Read: 2015-09-08 to 2015-09-17

3 stars

2015-09-08/5%: Not too impressed so far but I’ve enjoyed some of Spencer’s other books so we’ll see.

2015-09-11/15%: Okay, so Nikki broke into the crime scene, totally stupid, but she did this after the book said the police were going to take her to the crime scene. And I think the cops were going to take her for the same reason she’s there, to see if there were other details that matched her book. It’s taking a while to get to moving and it’s not really pulling me in.

2015-09-13/53%: It picked up at about 18% but it’s still a middlin’ pace at best. Good enough so far but I wish it would move along.

2015-09-17/92%: OMG this is long. I can’t believe I’m still not done with it. This is one downside to ebooks, not having an obvious indicator of how long they are before you start reading. Moon+ does give an estimate of how long it will take to read, I think this one said 8 hours (I’m at 5.9 with 38 minutes left) but it just doesn’t work the same as seeing the thickness of a book and then opening it to see the font size and spacing. Of course none of that matters if the book grabs me because I’ll clear the decks and read straight it through. It’s harder with one like this that’s good enough to keep going but not so good that I want to set aside everything else and just read.

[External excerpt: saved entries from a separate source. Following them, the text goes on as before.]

use crate::utils::error::{Result, SockPoolError};
use serde::{Deserialize, Serialize};
use std::path::Path;
use std::time::Duration;

#[derive(Debug, Clone, Default, Serialize, Deserialize)]
pub struct Config {
    #[serde(default)]
    pub pool: PoolConfig,
    #[serde(default)]
    pub logging: LoggingConfig,
}

/// Configuration for the socket pool
#[derive(Debug, Clone, Serialize, Deserialize)]
pub struct PoolConfig {
    /// Maximum idle sockets kept per (address, tls) key
    #[serde(default = "default_max_connections_per_key")]
    pub max_connections_per_key: usize,
    /// How long an idle socket may stay pooled before the reaper closes it
    /// (seconds, 0 disables reaping)
    #[serde(default = "default_idle_timeout_secs")]
    pub idle_timeout_secs: u64,
}

#[derive(Debug, Clone, Serialize, Deserialize)]
pub struct LoggingConfig {
    #[serde(default = "default_log_level")]
    pub level: String,
    #[serde(default = "default_log_format")]
    pub format: String, // "json" or "pretty"
}

// Default values
fn default_max_connections_per_key() -> usize {
    10
}

fn default_idle_timeout_secs() -> u64 {
    300
}

fn default_log_level() -> String {
    "info".to_string()
}

fn default_log_format() -> String {
    "pretty".to_string()
}

impl Default for PoolConfig {
    fn default() -> Self {
        Self {
            max_connections_per_key: default_max_connections_per_key(),
            idle_timeout_secs: default_idle_timeout_secs(),
        }
    }
}

impl Default for LoggingConfig {
    fn default() -> Self {
        Self {
            level: default_log_level(),
            format: default_log_format(),
        }
    }
}

impl PoolConfig {
    /// Idle timeout as a duration, `None` when reaping is disabled
    pub fn idle_timeout(&self) -> Option<Duration> {
        match self.idle_timeout_secs {
            0 => None,
            secs => Some(Duration::from_secs(secs)),
        }
    }
}

impl Config {
    /// Load configuration from file
    pub fn from_file<P: AsRef<Path>>(path: P) -> Result<Self> {
        let content = std::fs::read_to_string(path.as_ref())
            .map_err(|e| SockPoolError::Config(format!("Failed to read config file: {}", e)))?;

        let config: Config = toml::from_str(&content)
            .map_err(|e| SockPoolError::Config(format!("Failed to parse config: {}", e)))?;

        config.validate()?;

        Ok(config)
    }

    /// Validate configuration
    pub fn validate(&self) -> Result<()> {
        if self.pool.max_connections_per_key == 0 {
            return Err(SockPoolError::Config(
                "pool.max_connections_per_key must be greater than 0".to_string(),
            ));
        }

        if !matches!(self.logging.format.as_str(), "pretty" | "json") {
            return Err(SockPoolError::Config(format!(
                "Invalid log format: {}. Must be 'pretty' or 'json'",
                self.logging.format
            )));
        }

        Ok(())
    }

    /// Create example configuration file
    pub fn create_example<P: AsRef<Path>>(path: P) -> Result<()> {
        let example = r#"[pool]
# Idle sockets kept per (address, tls) pair; extra released sockets are closed
max_connections_per_key = 10
# Seconds an idle socket may stay pooled before it is closed (0 disables reaping)
idle_timeout_secs = 300

[logging]
level = "info"  # Options: "trace", "debug", "info", "warn", "error"
format = "pretty"  # Options: "pretty", "json"
"#;

        std::fs::write(path.as_ref(), example).map_err(|e| {
            SockPoolError::Config(format!("Failed to write example config: {}", e))
        })?;

        Ok(())
    }
}

#[cfg(test)]
mod tests {
    use super::*;

    #[test]
    fn test_default_config() {
        let config = Config::default();
        assert_eq!(config.pool.max_connections_per_key, 10);
        assert_eq!(config.pool.idle_timeout_secs, 300);
        assert_eq!(config.logging.level, "info");
        assert!(config.validate().is_ok());
    }

    #[test]
    fn test_idle_timeout_zero_disables_reaping() {
        let pool = PoolConfig {
            idle_timeout_secs: 0,
            ..Default::default()
        };
        assert_eq!(pool.idle_timeout(), None);
        assert_eq!(
            PoolConfig::default().idle_timeout(),
            Some(Duration::from_secs(300))
        );
    }

    #[test]
    fn test_config_validation() {
        let mut config = Config::default();
        config.pool.max_connections_per_key = 0;
        assert!(config.validate().is_err());

        let mut config = Config::default();
        config.logging.format = "xml".to_string();
        assert!(config.validate().is_err());

        config.logging.format = "json".to_string();
        assert!(config.validate().is_ok());
    }

    #[test]
    fn test_partial_toml_uses_defaults() {
        let config: Config = toml::from_str("[pool]\nidle_timeout_secs = 30\n").unwrap();
        assert_eq!(config.pool.idle_timeout_secs, 30);
        assert_eq!(config.pool.max_connections_per_key, 10);
        assert_eq!(config.logging.format, "pretty");
    }
}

2015-09-17/100%: It turned out the book ended at about 94% and the rest was appendix or some such. A good read, though I think it could have been shorter. There were times when I skimmed a page or two and didn’t feel I missed anything. The Mom had very little to do with the story. She was just background for why Nikki was secretive. She justified some emotional turmoil but I think I she could have been whacked without much impact.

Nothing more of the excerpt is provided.